┌─ Data to process

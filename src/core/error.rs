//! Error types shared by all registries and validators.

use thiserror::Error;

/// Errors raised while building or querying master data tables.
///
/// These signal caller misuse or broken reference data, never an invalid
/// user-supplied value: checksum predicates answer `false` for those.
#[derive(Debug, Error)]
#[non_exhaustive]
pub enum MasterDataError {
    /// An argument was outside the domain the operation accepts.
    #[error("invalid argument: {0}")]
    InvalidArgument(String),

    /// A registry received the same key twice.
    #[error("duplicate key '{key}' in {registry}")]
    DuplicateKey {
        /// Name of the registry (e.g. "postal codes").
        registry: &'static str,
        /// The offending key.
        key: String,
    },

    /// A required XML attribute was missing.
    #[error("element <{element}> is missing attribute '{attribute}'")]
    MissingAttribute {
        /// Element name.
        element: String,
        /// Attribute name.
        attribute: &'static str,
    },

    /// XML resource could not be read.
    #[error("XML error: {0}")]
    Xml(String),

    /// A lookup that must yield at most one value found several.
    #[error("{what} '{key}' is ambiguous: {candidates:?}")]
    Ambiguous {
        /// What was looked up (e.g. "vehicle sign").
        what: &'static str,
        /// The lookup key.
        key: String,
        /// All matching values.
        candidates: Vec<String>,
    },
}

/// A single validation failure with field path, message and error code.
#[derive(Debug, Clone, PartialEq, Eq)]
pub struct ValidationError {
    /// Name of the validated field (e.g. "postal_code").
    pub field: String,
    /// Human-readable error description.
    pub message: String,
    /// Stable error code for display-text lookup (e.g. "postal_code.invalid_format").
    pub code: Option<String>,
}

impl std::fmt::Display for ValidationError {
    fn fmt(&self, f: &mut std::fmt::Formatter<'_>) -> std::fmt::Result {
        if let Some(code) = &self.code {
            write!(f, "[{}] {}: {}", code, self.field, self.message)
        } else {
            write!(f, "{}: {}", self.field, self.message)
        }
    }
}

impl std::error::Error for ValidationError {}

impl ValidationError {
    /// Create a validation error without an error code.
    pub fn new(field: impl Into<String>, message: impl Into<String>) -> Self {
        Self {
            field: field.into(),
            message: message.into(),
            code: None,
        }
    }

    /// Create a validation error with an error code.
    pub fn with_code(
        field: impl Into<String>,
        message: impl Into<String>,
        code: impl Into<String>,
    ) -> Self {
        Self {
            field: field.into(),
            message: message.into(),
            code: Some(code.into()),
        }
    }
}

└─

With "Some" as the search string, filter the records and return each line that has it.

=== Your response ===
        if let Some(code) = &self.code {
            code: Some(code.into()),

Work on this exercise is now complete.